>>>
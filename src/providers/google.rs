use async_trait::async_trait;
use reqwest::Client;
use serde::{Deserialize, Serialize};
use std::time::{Duration, Instant};

use crate::app_config::TranslationConfig;
use crate::errors::ProviderError;
use super::{ensure_success, normalize_endpoint, RetryPolicy, TranslatedText, Translator};

/// Client for the Google Cloud Translation v2 REST API
#[derive(Debug)]
pub struct GoogleTranslate {
    client: Client,
    api_key: String,
    /// Base URL, e.g. `https://translation.googleapis.com`
    endpoint: String,
    retry: RetryPolicy,
}

#[derive(Debug, Serialize)]
pub struct TranslateRequest<'a> {
    q: &'a str,
    source: &'a str,
    target: &'a str,
    format: &'static str,
}

#[derive(Debug, Deserialize)]
pub struct TranslateResponse {
    pub data: TranslateData,
}

#[derive(Debug, Deserialize)]
pub struct TranslateData {
    pub translations: Vec<Translation>,
}

#[derive(Debug, Deserialize)]
#[serde(rename_all = "camelCase")]
pub struct Translation {
    pub translated_text: String,
}

impl GoogleTranslate {
    pub fn from_config(config: &TranslationConfig) -> Result<Self, ProviderError> {
        let client = Client::builder()
            .timeout(Duration::from_secs(config.get_timeout_secs()))
            .build()
            .map_err(|e| ProviderError::RequestFailed(format!("Failed to build HTTP client: {}", e)))?;

        Ok(Self {
            client,
            api_key: config.get_api_key(),
            endpoint: normalize_endpoint(&config.get_endpoint())?,
            retry: RetryPolicy::new(config.common.retry_count, config.common.retry_backoff_ms),
        })
    }

    async fn send(&self, request: &TranslateRequest<'_>) -> Result<TranslateResponse, ProviderError> {
        let url = format!("{}/language/translate/v2", self.endpoint);
        let response = self.client.post(&url)
            .query(&[("key", &self.api_key)])
            .json(request)
            .send()
            .await?;

        let response = ensure_success("google", response).await?;
        response.json::<TranslateResponse>().await
            .map_err(|e| ProviderError::ParseError(e.to_string()))
    }
}

#[async_trait]
impl Translator for GoogleTranslate {
    async fn translate(
        &self,
        text: &str,
        source_language: &str,
        target_language: &str,
    ) -> Result<TranslatedText, ProviderError> {
        let start = Instant::now();
        // "text" keeps the API from HTML-escaping the placeholders' brackets
        let request = TranslateRequest {
            q: text,
            source: source_language,
            target: target_language,
            format: "text",
        };

        let response = self.retry.run("google", || self.send(&request)).await?;
        let translated = response.data.translations.into_iter().next()
            .map(|t| t.translated_text)
            .ok_or_else(|| ProviderError::ParseError("Google Translate returned no translations".to_string()))?;

        Ok(TranslatedText {
            text: translated,
            latency_ms: start.elapsed().as_millis() as u64,
        })
    }

    fn name(&self) -> &str {
        "google"
    }
}
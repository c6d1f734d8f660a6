/*!
 * Chunked long-text translation.
 *
 * This module contains the translation core. It is split into several
 * submodules:
 *
 * - `spans`: Protected span extraction and restoration
 * - `chunker`: Size-bounded splitting at paragraph, sentence and word boundaries
 * - `lexicon`: Duplicate-word lexicon building and application
 * - `scheduler`: Bounded-window concurrent translation calls
 * - `metrics`: Run counters and the summary report
 * - `concurrency`: Per-backend pacing defaults
 * - `pipeline`: The stage orchestrator tying everything together
 */

// Re-export main types for easier usage
pub use self::chunker::Chunk;
pub use self::concurrency::BackendProfile;
pub use self::lexicon::{Lexicon, LexiconBuilder};
pub use self::metrics::RunMetrics;
pub use self::pipeline::{PipelineOptions, PipelineOutput, PipelineStage, TranslationPipeline};
pub use self::scheduler::{BatchScheduler, Cancellation, ProgressCallback, TranslationResult, UnitKind};
pub use self::spans::{ProtectedSpan, Restoration, SpanExtractor};

// Submodules
pub mod chunker;
pub mod concurrency;
pub mod lexicon;
pub mod metrics;
pub mod pipeline;
pub mod scheduler;
pub mod spans;
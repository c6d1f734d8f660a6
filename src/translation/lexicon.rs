/*!
 * Duplicate-word lexicon.
 *
 * Words that occur more than once are translated a single time each and
 * substituted into the translated text afterwards. Substitution is
 * whole-word and case-sensitive, done in one tokenizing pass so a
 * replacement is never matched again.
 */

use log::{debug, info};
use once_cell::sync::Lazy;
use regex::Regex;
use serde::ser::{Serialize, SerializeMap, Serializer};
use std::collections::HashMap;
use std::ops::Range;
use std::time::Duration;

use crate::errors::PipelineError;
use super::metrics::RunMetrics;
use super::scheduler::{BatchScheduler, UnitKind};
use super::spans::is_placeholder_word;

static WORD_PATTERN: Lazy<Regex> = Lazy::new(|| Regex::new(r"\b\w+\b").unwrap());

/// Distinct words occurring more than once with at least `min_length` characters
///
/// Returned in the order in which each word was first seen a second time.
/// Placeholder tokens are never lexicon words.
pub fn find_duplicate_words(text: &str, min_length: usize) -> Vec<String> {
    let mut counts: HashMap<&str, usize> = HashMap::new();
    let mut duplicates = Vec::new();

    for word in WORD_PATTERN.find_iter(text).map(|m| m.as_str()) {
        let count = counts.entry(word).or_insert(0);
        *count += 1;
        if *count == 2 && word.chars().count() >= min_length && !is_placeholder_word(word) {
            duplicates.push(word.to_string());
        }
    }
    duplicates
}

/// Length figures for replacing each duplicate with a short `#n` marker
#[derive(Debug, Clone, Copy, PartialEq)]
pub struct OptimizationStats {
    pub original_length: usize,
    pub reduced_length: usize,
}

impl OptimizationStats {
    pub fn characters_reduced(&self) -> usize {
        self.original_length.saturating_sub(self.reduced_length)
    }

    pub fn percentage_reduced(&self) -> f64 {
        if self.original_length == 0 {
            return 0.0;
        }
        self.characters_reduced() as f64 * 100.0 / self.original_length as f64
    }
}

/// How much shorter `text` gets when every duplicate is replaced by its marker
pub fn optimization_stats(text: &str, duplicates: &[String]) -> OptimizationStats {
    let markers: HashMap<&str, usize> = duplicates.iter()
        .enumerate()
        .map(|(index, word)| (word.as_str(), format!("#{}", index).len()))
        .collect();

    let original_length = text.chars().count();
    let saved: usize = WORD_PATTERN.find_iter(text)
        .filter_map(|m| {
            markers.get(m.as_str())
                .map(|marker_len| m.as_str().chars().count().saturating_sub(*marker_len))
        })
        .sum();

    OptimizationStats {
        original_length,
        reduced_length: original_length - saved,
    }
}

/// Insertion-ordered source word -> translated word mapping
#[derive(Debug, Clone, Default, PartialEq)]
pub struct Lexicon {
    entries: Vec<(String, String)>,
    index: HashMap<String, usize>,
}

impl Lexicon {
    pub fn new() -> Self {
        Self::default()
    }

    /// Add or replace an entry; a replaced entry keeps its position
    pub fn insert(&mut self, source: impl Into<String>, translated: impl Into<String>) {
        let source = source.into();
        let translated = translated.into();
        match self.index.get(&source) {
            Some(&position) => self.entries[position].1 = translated,
            None => {
                self.index.insert(source.clone(), self.entries.len());
                self.entries.push((source, translated));
            }
        }
    }

    pub fn get(&self, source: &str) -> Option<&str> {
        self.index.get(source).map(|&position| self.entries[position].1.as_str())
    }

    pub fn len(&self) -> usize {
        self.entries.len()
    }

    pub fn is_empty(&self) -> bool {
        self.entries.is_empty()
    }

    pub fn iter(&self) -> impl Iterator<Item = (&str, &str)> {
        self.entries.iter().map(|(s, t)| (s.as_str(), t.as_str()))
    }

    /// Substitute every whole-word occurrence of each entry
    ///
    /// Bytes inside `protected` ranges (restored spans, ascending and
    /// non-overlapping) are copied through unchanged.
    pub fn apply(&self, text: &str, protected: &[Range<usize>]) -> String {
        if self.is_empty() {
            return text.to_string();
        }

        let mut output = String::with_capacity(text.len());
        let mut last_end = 0;
        let mut protected = protected.iter().peekable();

        for word in WORD_PATTERN.find_iter(text) {
            while protected.peek().is_some_and(|range| range.end <= word.start()) {
                protected.next();
            }
            if protected.peek().is_some_and(|range| range.start < word.end()) {
                continue;
            }

            if let Some(translated) = self.get(word.as_str()) {
                output.push_str(&text[last_end..word.start()]);
                output.push_str(translated);
                last_end = word.end();
            }
        }
        output.push_str(&text[last_end..]);
        output
    }
}

impl Serialize for Lexicon {
    fn serialize<S: Serializer>(&self, serializer: S) -> Result<S::Ok, S::Error> {
        let mut map = serializer.serialize_map(Some(self.entries.len()))?;
        for (source, translated) in &self.entries {
            map.serialize_entry(source, translated)?;
        }
        map.end()
    }
}

/// Translates duplicate words in paced batches through the scheduler
pub struct LexiconBuilder {
    scheduler: BatchScheduler,
    batch_size: usize,
    batch_delay: Duration,
}

impl LexiconBuilder {
    /// `batch_size` words per batch, `batch_delay_ms` between batches
    pub fn new(scheduler: BatchScheduler, batch_size: usize, batch_delay_ms: u64) -> Self {
        Self {
            scheduler,
            batch_size: batch_size.max(1),
            batch_delay: Duration::from_millis(batch_delay_ms),
        }
    }

    /// Translate each word once; a failed or empty translation maps the word to itself
    pub async fn build(&self, words: &[String], metrics: &mut RunMetrics) -> Result<Lexicon, PipelineError> {
        let mut lexicon = Lexicon::new();
        let batch_count = words.len().div_ceil(self.batch_size);

        for (batch_index, batch) in words.chunks(self.batch_size).enumerate() {
            debug!("Translating lexicon batch {}/{} ({} words)", batch_index + 1, batch_count, batch.len());
            let results = self.scheduler.translate_all(batch, UnitKind::Word, metrics).await?;

            for (word, result) in batch.iter().zip(results) {
                let translated = result.text.trim();
                if result.failed || translated.is_empty() {
                    lexicon.insert(word.as_str(), word.as_str());
                } else {
                    lexicon.insert(word.as_str(), translated);
                }
            }

            if batch_index + 1 < batch_count && !self.batch_delay.is_zero() {
                tokio::time::sleep(self.batch_delay).await;
            }
        }

        info!("Lexicon built: {} words ({} kept untranslated)", lexicon.len(), metrics.failed_words);
        Ok(lexicon)
    }
}
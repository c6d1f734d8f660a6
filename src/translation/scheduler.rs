/*!
 * Bounded-window batch translation.
 *
 * Items are translated in consecutive windows of `concurrency` calls. A window
 * is awaited as a whole before the next one starts, with a pause between
 * windows and none after the last. Every call owns one slot of a pre-sized
 * result array, so output order never depends on completion order.
 */

use futures::stream::{self, StreamExt};
use log::{debug, warn};
use std::sync::Arc;
use std::time::Duration;
use tokio::sync::watch;
use tokio::time::Instant;

use crate::errors::PipelineError;
use crate::providers::Translator;
use super::metrics::RunMetrics;

/// Progress callback: `(completed_windows, total_windows)`
pub type ProgressCallback = Arc<dyn Fn(usize, usize) + Send + Sync>;

/// What the scheduled items are, for metrics
#[derive(Debug, Clone, Copy, PartialEq, Eq)]
pub enum UnitKind {
    Chunk,
    Word,
}

/// Outcome of one translation call
#[derive(Debug, Clone, PartialEq)]
pub struct TranslationResult {
    /// Position of the item in the scheduled sequence
    pub sequence_index: usize,
    /// Translated text, or the source text when `failed`
    pub text: String,
    pub duration_ms: u64,
    /// Source length in characters
    pub original_length: usize,
    /// Result length in characters
    pub translated_length: usize,
    /// The call failed and `text` is the untranslated source
    pub failed: bool,
}

impl TranslationResult {
    fn fallback(sequence_index: usize, source: &str, duration_ms: u64) -> Self {
        let length = source.chars().count();
        Self {
            sequence_index,
            text: source.to_string(),
            duration_ms,
            original_length: length,
            translated_length: length,
            failed: true,
        }
    }
}

/// Cooperative cancellation shared between the caller and a running pipeline
///
/// Checked before each window is issued and raced against the pacing delay.
/// A window already in flight always runs to completion.
#[derive(Debug, Clone)]
pub struct Cancellation {
    sender: Arc<watch::Sender<bool>>,
    receiver: watch::Receiver<bool>,
}

impl Cancellation {
    pub fn new() -> Self {
        let (sender, receiver) = watch::channel(false);
        Self {
            sender: Arc::new(sender),
            receiver,
        }
    }

    /// Request cancellation; idempotent
    pub fn cancel(&self) {
        self.sender.send_replace(true);
    }

    pub fn is_cancelled(&self) -> bool {
        *self.receiver.borrow()
    }

    /// Resolves once cancellation has been requested
    pub async fn cancelled(&self) {
        let mut receiver = self.receiver.clone();
        if receiver.wait_for(|cancelled| *cancelled).await.is_err() {
            // Sender is owned by `self`, so this only happens during teardown
            std::future::pending::<()>().await;
        }
    }
}

impl Default for Cancellation {
    fn default() -> Self {
        Self::new()
    }
}

/// Runs translation calls in bounded, paced windows
#[derive(Clone)]
pub struct BatchScheduler {
    translator: Arc<dyn Translator>,
    source_language: String,
    target_language: String,
    concurrency: usize,
    inter_batch_delay: Duration,
    cancellation: Cancellation,
    progress: Option<ProgressCallback>,
}

impl BatchScheduler {
    /// Create a scheduler; `concurrency` must be at least 1
    pub fn new(
        translator: Arc<dyn Translator>,
        source_language: impl Into<String>,
        target_language: impl Into<String>,
        concurrency: usize,
        inter_batch_delay_ms: u64,
    ) -> Result<Self, PipelineError> {
        if concurrency == 0 {
            return Err(PipelineError::Configuration("concurrency must be at least 1".to_string()));
        }

        Ok(Self {
            translator,
            source_language: source_language.into(),
            target_language: target_language.into(),
            concurrency,
            inter_batch_delay: Duration::from_millis(inter_batch_delay_ms),
            cancellation: Cancellation::new(),
            progress: None,
        })
    }

    pub fn with_cancellation(mut self, cancellation: Cancellation) -> Self {
        self.cancellation = cancellation;
        self
    }

    pub fn with_progress(mut self, progress: ProgressCallback) -> Self {
        self.progress = Some(progress);
        self
    }

    /// Number of windows needed for `items` items
    pub fn window_count(&self, items: usize) -> usize {
        items.div_ceil(self.concurrency)
    }

    /// Translate every item, returning results in item order
    ///
    /// A failed call yields a fallback result carrying the source text. The
    /// only error is cancellation, observed between windows.
    pub async fn translate_all<T>(
        &self,
        items: &[T],
        kind: UnitKind,
        metrics: &mut RunMetrics,
    ) -> Result<Vec<TranslationResult>, PipelineError>
    where
        T: AsRef<str> + Sync,
    {
        let total_windows = self.window_count(items.len());
        let mut slots: Vec<Option<TranslationResult>> = vec![None; items.len()];

        for (window_index, window) in items.chunks(self.concurrency).enumerate() {
            if self.cancellation.is_cancelled() {
                return Err(PipelineError::Cancelled {
                    completed_windows: window_index,
                    total_windows,
                });
            }

            let offset = window_index * self.concurrency;
            let window_results: Vec<TranslationResult> = stream::iter(window.iter().enumerate())
                .map(|(position, item)| self.translate_one(offset + position, item.as_ref()))
                .buffer_unordered(self.concurrency)
                .collect()
                .await;

            metrics.record_window(kind, &window_results);
            let failed = window_results.iter().filter(|r| r.failed).count();
            debug!("{:?} window {}/{} done: {} calls, {} failed",
                   kind, window_index + 1, total_windows, window_results.len(), failed);

            for result in window_results {
                let slot = result.sequence_index;
                slots[slot] = Some(result);
            }

            if let Some(progress) = &self.progress {
                progress(window_index + 1, total_windows);
            }

            if window_index + 1 < total_windows && !self.inter_batch_delay.is_zero() {
                tokio::select! {
                    _ = tokio::time::sleep(self.inter_batch_delay) => {}
                    _ = self.cancellation.cancelled() => {
                        return Err(PipelineError::Cancelled {
                            completed_windows: window_index + 1,
                            total_windows,
                        });
                    }
                }
            }
        }

        Ok(slots.into_iter()
            .enumerate()
            .map(|(index, slot)| {
                slot.unwrap_or_else(|| TranslationResult::fallback(index, items[index].as_ref(), 0))
            })
            .collect())
    }

    async fn translate_one(&self, sequence_index: usize, text: &str) -> TranslationResult {
        let start = Instant::now();
        match self.translator.translate(text, &self.source_language, &self.target_language).await {
            Ok(translated) => TranslationResult {
                sequence_index,
                original_length: text.chars().count(),
                translated_length: translated.text.chars().count(),
                text: translated.text,
                duration_ms: translated.latency_ms,
                failed: false,
            },
            Err(e) => {
                warn!("{} failed on item {}, keeping source text: {}",
                      self.translator.name(), sequence_index, e);
                TranslationResult::fallback(sequence_index, text, start.elapsed().as_millis() as u64)
            }
        }
    }
}
use anyhow::{Result, Context, anyhow};
use serde::Serialize;
use std::fs;
use std::io::Write;
use std::path::{Path, PathBuf};
use tempfile::NamedTempFile;

// @module: File and directory utilities

// @struct: File operations utility
pub struct FileManager;

impl FileManager {
    // @checks: File existence
    pub fn file_exists<P: AsRef<Path>>(path: P) -> bool {
        path.as_ref().exists() && path.as_ref().is_file()
    }

    // @creates: Directory and parents if needed
    pub fn ensure_dir<P: AsRef<Path>>(path: P) -> Result<()> {
        let path = path.as_ref();
        if !path.as_os_str().is_empty() && !path.exists() {
            fs::create_dir_all(path)
                .with_context(|| format!("Failed to create directory: {:?}", path))?;
        }
        Ok(())
    }

    // @generates: Output path for the translated document
    // @params: input_file, target_language
    // `notes.txt` -> `notes.vi.txt`, next to the input
    pub fn generate_output_path<P: AsRef<Path>>(input_file: P, target_language: &str) -> PathBuf {
        let input_file = input_file.as_ref();
        let stem = input_file.file_stem().unwrap_or_default().to_string_lossy();

        let mut output_filename = format!("{}.{}", stem, target_language);
        if let Some(extension) = input_file.extension() {
            output_filename.push('.');
            output_filename.push_str(&extension.to_string_lossy());
        }

        input_file.with_file_name(output_filename)
    }

    /// Read a file to a string
    pub fn read_to_string<P: AsRef<Path>>(path: P) -> Result<String> {
        fs::read_to_string(&path)
            .with_context(|| format!("Failed to read file: {:?}", path.as_ref()))
    }

    /// Write a string to a file atomically
    ///
    /// The content goes to a temporary file in the target directory that is
    /// then renamed over `path`, so readers never observe a partial file.
    pub fn write_to_file<P: AsRef<Path>>(path: P, content: &str) -> Result<()> {
        let path = path.as_ref();
        let parent = match path.parent() {
            Some(parent) if !parent.as_os_str().is_empty() => parent.to_path_buf(),
            _ => PathBuf::from("."),
        };
        Self::ensure_dir(&parent)?;

        let mut temp = NamedTempFile::new_in(&parent)
            .with_context(|| format!("Failed to create temporary file in {:?}", parent))?;
        temp.write_all(content.as_bytes())
            .with_context(|| format!("Failed to write temporary file for {:?}", path))?;
        temp.flush()?;

        temp.persist(path)
            .map_err(|e| anyhow!("Failed to persist file {:?}: {}", path, e.error))?;
        Ok(())
    }

    /// Serialize `value` as pretty JSON and write it atomically
    pub fn write_json<P: AsRef<Path>, T: Serialize + ?Sized>(path: P, value: &T) -> Result<()> {
        let json = serde_json::to_string_pretty(value)
            .context("Failed to serialize JSON artifact")?;
        Self::write_to_file(path, &json)
    }
}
<<<
• [Your assignment]
From the records above, pull every line that carries the word "Lazy".

• [Result]
use once_cell::sync::Lazy;
static WORD_PATTERN: Lazy<Regex> = Lazy::new(|| Regex::new(r"\b\w+\b").unwrap());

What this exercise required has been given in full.